══ RECORDS PROVIDED ══

//! Geohash encoding and geographic helpers.
//!
//! A geohash is a base-32 string encoding of a (latitude, longitude) pair
//! where spatial proximity correlates with shared string prefixes. The
//! proximity index filters candidates by prefix match, which approximates a
//! bounding-box search without computing exact distances; callers compute
//! haversine distance only on the already-filtered set.

use serde::{Deserialize, Serialize};
use thiserror::Error;

/// Geohash alphabet (base 32, omitting a, i, l, o).
const BASE32: &[u8; 32] = b"0123456789bcdefghjkmnpqrstuvwxyz";

/// Prefix length used for coarse "what is near me" queries.
pub const COARSE_PRECISION: usize = 4;

/// Precision used when persisting an entity's exact position.
pub const STORAGE_PRECISION: usize = 9;

/// Longest supported geohash.
pub const MAX_PRECISION: usize = 12;

/// Mean earth radius in meters, used by the haversine formula.
const EARTH_RADIUS_M: f64 = 6_371_000.0;

/// A result type using `GeoError`.
pub type Result<T> = std::result::Result<T, GeoError>;

/// Errors produced by geographic encoding.
#[derive(Debug, Clone, PartialEq, Error)]
pub enum GeoError {
    /// Latitude or longitude outside the valid range.
    #[error("invalid coordinate: latitude {latitude}, longitude {longitude}")]
    InvalidCoordinate {
        /// The offending latitude.
        latitude: f64,
        /// The offending longitude.
        longitude: f64,
    },

    /// Requested precision outside `1..=MAX_PRECISION`.
    #[error("invalid geohash precision: {0}")]
    InvalidPrecision(usize),
}

/// A validated geographic point.
#[derive(Debug, Clone, Copy, PartialEq, Serialize, Deserialize)]
pub struct GeoPoint {
    /// Latitude in degrees, in `[-90, 90]`.
    pub latitude: f64,
    /// Longitude in degrees, in `[-180, 180]`.
    pub longitude: f64,
}

impl GeoPoint {
    /// Create a point, rejecting out-of-range or non-finite coordinates.
    ///
    /// # Errors
    ///
    /// Returns `GeoError::InvalidCoordinate` if the pair is malformed.
    pub fn new(latitude: f64, longitude: f64) -> Result<Self> {
        let point = Self {
            latitude,
            longitude,
        };
        point.validate()?;
        Ok(point)
    }

    /// Re-check the coordinate ranges.
    ///
    /// Points can arrive through deserialization without passing through
    /// [`GeoPoint::new`], so consumers validate again at the boundary.
    ///
    /// # Errors
    ///
    /// Returns `GeoError::InvalidCoordinate` if the pair is malformed.
    pub fn validate(&self) -> Result<()> {
        if !self.latitude.is_finite()
            || !self.longitude.is_finite()
            || !(-90.0..=90.0).contains(&self.latitude)
            || !(-180.0..=180.0).contains(&self.longitude)
        {
            return Err(GeoError::InvalidCoordinate {
                latitude: self.latitude,
                longitude: self.longitude,
            });
        }
        Ok(())
    }
}

/// Encode a point as a geohash of the given precision.
///
/// Encoding is deterministic: the same point and precision always produce
/// the same hash, and a longer hash of the same point starts with every
/// shorter hash of it.
///
/// # Errors
///
/// Returns `GeoError::InvalidPrecision` if `precision` is zero or exceeds
/// [`MAX_PRECISION`].
pub fn encode(point: GeoPoint, precision: usize) -> Result<String> {
    point.validate()?;
    if precision == 0 || precision > MAX_PRECISION {
        return Err(GeoError::InvalidPrecision(precision));
    }

    let (mut lat_lo, mut lat_hi) = (-90.0_f64, 90.0_f64);
    let (mut lon_lo, mut lon_hi) = (-180.0_f64, 180.0_f64);

    let mut hash = String::with_capacity(precision);
    let mut bits = 0_u8;
    let mut chunk = 0_usize;
    let mut even_bit = true; // longitude first, per the geohash convention

    while hash.len() < precision {
        if even_bit {
            let mid = (lon_lo + lon_hi) / 2.0;
            if point.longitude >= mid {
                chunk = (chunk << 1) | 1;
                lon_lo = mid;
            } else {
                chunk <<= 1;
                lon_hi = mid;
            }
        } else {
            let mid = (lat_lo + lat_hi) / 2.0;
            if point.latitude >= mid {
                chunk = (chunk << 1) | 1;
                lat_lo = mid;
            } else {
                chunk <<= 1;
                lat_hi = mid;
            }
        }
        even_bit = !even_bit;

        bits += 1;
        if bits == 5 {
            hash.push(BASE32[chunk] as char);
            bits = 0;
            chunk = 0;
        }
    }

    Ok(hash)
}

/// Great-circle distance between two points in meters (haversine).
#[must_use]
pub fn distance_meters(a: GeoPoint, b: GeoPoint) -> f64 {
    let lat_a = a.latitude.to_radians();
    let lat_b = b.latitude.to_radians();
    let d_lat = (b.latitude - a.latitude).to_radians();
    let d_lon = (b.longitude - a.longitude).to_radians();

    let h = (d_lat / 2.0).sin().powi(2) + lat_a.cos() * lat_b.cos() * (d_lon / 2.0).sin().powi(2);

    2.0 * EARTH_RADIUS_M * h.sqrt().asin()
}
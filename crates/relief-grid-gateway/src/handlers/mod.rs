//! HTTP request handlers.
//!
//! This module contains all the endpoint handlers for the gateway API.

pub mod contacts;
pub mod disasters;
pub mod health;
pub mod internal;
pub mod resources;
pub mod rooms;
pub mod tasks;
pub mod ws;
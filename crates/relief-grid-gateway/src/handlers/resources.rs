//! Resource endpoints.

use std::sync::Arc;

use axum::extract::{Path, State};
use axum::http::StatusCode;
use axum::Json;
use chrono::{DateTime, Utc};
use serde::{Deserialize, Serialize};

use relief_grid_core::ResourceId;
use relief_grid_store::{ResourceRecord, Store};

use crate::auth::{AuthUser, TokenVerifier};
use crate::error::ApiError;
use crate::handlers::tasks::parse_disaster_id;
use crate::state::GatewayState;

// =============================================================================
// Request/Response Types
// =============================================================================

/// Request to create a resource.
#[derive(Debug, Deserialize)]
pub struct CreateResourceBody {
    /// What the resource is (e.g. "shelter beds").
    pub name: String,
    /// Total capacity.
    pub capacity: u32,
    /// Initial availability (default: full capacity).
    #[serde(default)]
    pub availability: Option<u32>,
}

/// Request to replace a resource's availability.
#[derive(Debug, Deserialize)]
pub struct SetAvailabilityBody {
    /// The requested availability. Signed so that a negative submission is
    /// rejected explicitly instead of wrapping.
    pub availability: i64,
}

/// One resource on the wire.
#[derive(Debug, Serialize)]
pub struct ResourceResponse {
    /// Resource ID.
    pub resource_id: String,
    /// The disaster this resource belongs to.
    pub disaster_id: String,
    /// What the resource is.
    pub name: String,
    /// Total capacity.
    pub capacity: u32,
    /// Currently available units.
    pub availability: u32,
    /// Creation timestamp.
    pub created_at: DateTime<Utc>,
    /// Last modification timestamp.
    pub updated_at: DateTime<Utc>,
}

impl From<ResourceRecord> for ResourceResponse {
    fn from(resource: ResourceRecord) -> Self {
        Self {
            resource_id: resource.resource_id.to_string(),
            disaster_id: resource.disaster_id.to_string(),
            name: resource.name,
            capacity: resource.capacity,
            availability: resource.availability,
            created_at: resource.created_at,
            updated_at: resource.updated_at,
        }
    }
}

/// Response for a resource list.
#[derive(Debug, Serialize)]
pub struct ListResourcesResponse {
    /// Resources attached to the disaster.
    pub resources: Vec<ResourceResponse>,
}

// =============================================================================
// Handlers
// =============================================================================

/// Create a resource attached to a disaster. Government only.
///
/// # Errors
///
/// Returns `Forbidden` for non-government requesters and `BadRequest` if
/// the initial availability exceeds the capacity.
pub async fn create_resource<S, V>(
    State(state): State<Arc<GatewayState<S, V>>>,
    Path(disaster_id): Path<String>,
    user: AuthUser,
    Json(body): Json<CreateResourceBody>,
) -> Result<(StatusCode, Json<ResourceResponse>), ApiError>
where
    S: Store + 'static,
    V: TokenVerifier + 'static,
{
    let disaster_id = parse_disaster_id(&disaster_id)?;
    let availability = body.availability.unwrap_or(body.capacity);

    let counter = Arc::clone(&state.resources);
    let resource = tokio::task::spawn_blocking(move || {
        counter.create(user.role, disaster_id, &body.name, body.capacity, availability)
    })
    .await
    .map_err(|e| ApiError::Internal(e.to_string()))??;

    Ok((StatusCode::CREATED, Json(resource.into())))
}

/// Replace a resource's availability. Government only.
///
/// Returns the canonical updated record so the caller observes the new
/// state without re-reading.
///
/// # Errors
///
/// Returns `Forbidden` for non-government requesters, `BadRequest` if the
/// value falls outside `0..=capacity`, and `NotFound` for a missing
/// resource.
pub async fn set_availability<S, V>(
    State(state): State<Arc<GatewayState<S, V>>>,
    Path(resource_id): Path<String>,
    user: AuthUser,
    Json(body): Json<SetAvailabilityBody>,
) -> Result<Json<ResourceResponse>, ApiError>
where
    S: Store + 'static,
    V: TokenVerifier + 'static,
{
    let resource_id = parse_resource_id(&resource_id)?;

    let counter = Arc::clone(&state.resources);
    let resource = tokio::task::spawn_blocking(move || {
        counter.set_availability(&resource_id, body.availability, user.role)
    })
    .await
    .map_err(|e| ApiError::Internal(e.to_string()))??;

    Ok(Json(resource.into()))
}

/// Delete a resource. Government only.
///
/// # Errors
///
/// Returns `Forbidden` for non-government requesters and `NotFound` for a
/// missing resource.
pub async fn delete_resource<S, V>(
    State(state): State<Arc<GatewayState<S, V>>>,
    Path(resource_id): Path<String>,
    user: AuthUser,
) -> Result<StatusCode, ApiError>
where
    S: Store + 'static,
    V: TokenVerifier + 'static,
{
    let resource_id = parse_resource_id(&resource_id)?;

    let counter = Arc::clone(&state.resources);
    tokio::task::spawn_blocking(move || counter.delete(&resource_id, user.role))
        .await
        .map_err(|e| ApiError::Internal(e.to_string()))??;

    Ok(StatusCode::NO_CONTENT)
}

/// List all resources attached to a disaster.
///
/// # Errors
///
/// Returns an error if the store fails.
pub async fn list_resources<S, V>(
    State(state): State<Arc<GatewayState<S, V>>>,
    Path(disaster_id): Path<String>,
    _user: AuthUser,
) -> Result<Json<ListResourcesResponse>, ApiError>
where
    S: Store + 'static,
    V: TokenVerifier + 'static,
{
    let disaster_id = parse_disaster_id(&disaster_id)?;

    let counter = Arc::clone(&state.resources);
    let resources = tokio::task::spawn_blocking(move || counter.list_for_disaster(&disaster_id))
        .await
        .map_err(|e| ApiError::Internal(e.to_string()))??;

    Ok(Json(ListResourcesResponse {
        resources: resources.into_iter().map(ResourceResponse::from).collect(),
    }))
}

/// Parse a resource ID from a path segment.
fn parse_resource_id(s: &str) -> Result<ResourceId, ApiError> {
    s.parse()
        .map_err(|_| ApiError::BadRequest(format!("invalid resource ID: {s}")))
}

═══

**PROBLEM DESCRIPTION:** Give back exactly the lines from the beginning of the records through the line containing "string prefixes. The", and only those.

**EXERCISE ANSWER:**
//! Geohash encoding and geographic helpers.
//!
//! A geohash is a base-32 string encoding of a (latitude, longitude) pair
//! where spatial proximity correlates with shared string prefixes. The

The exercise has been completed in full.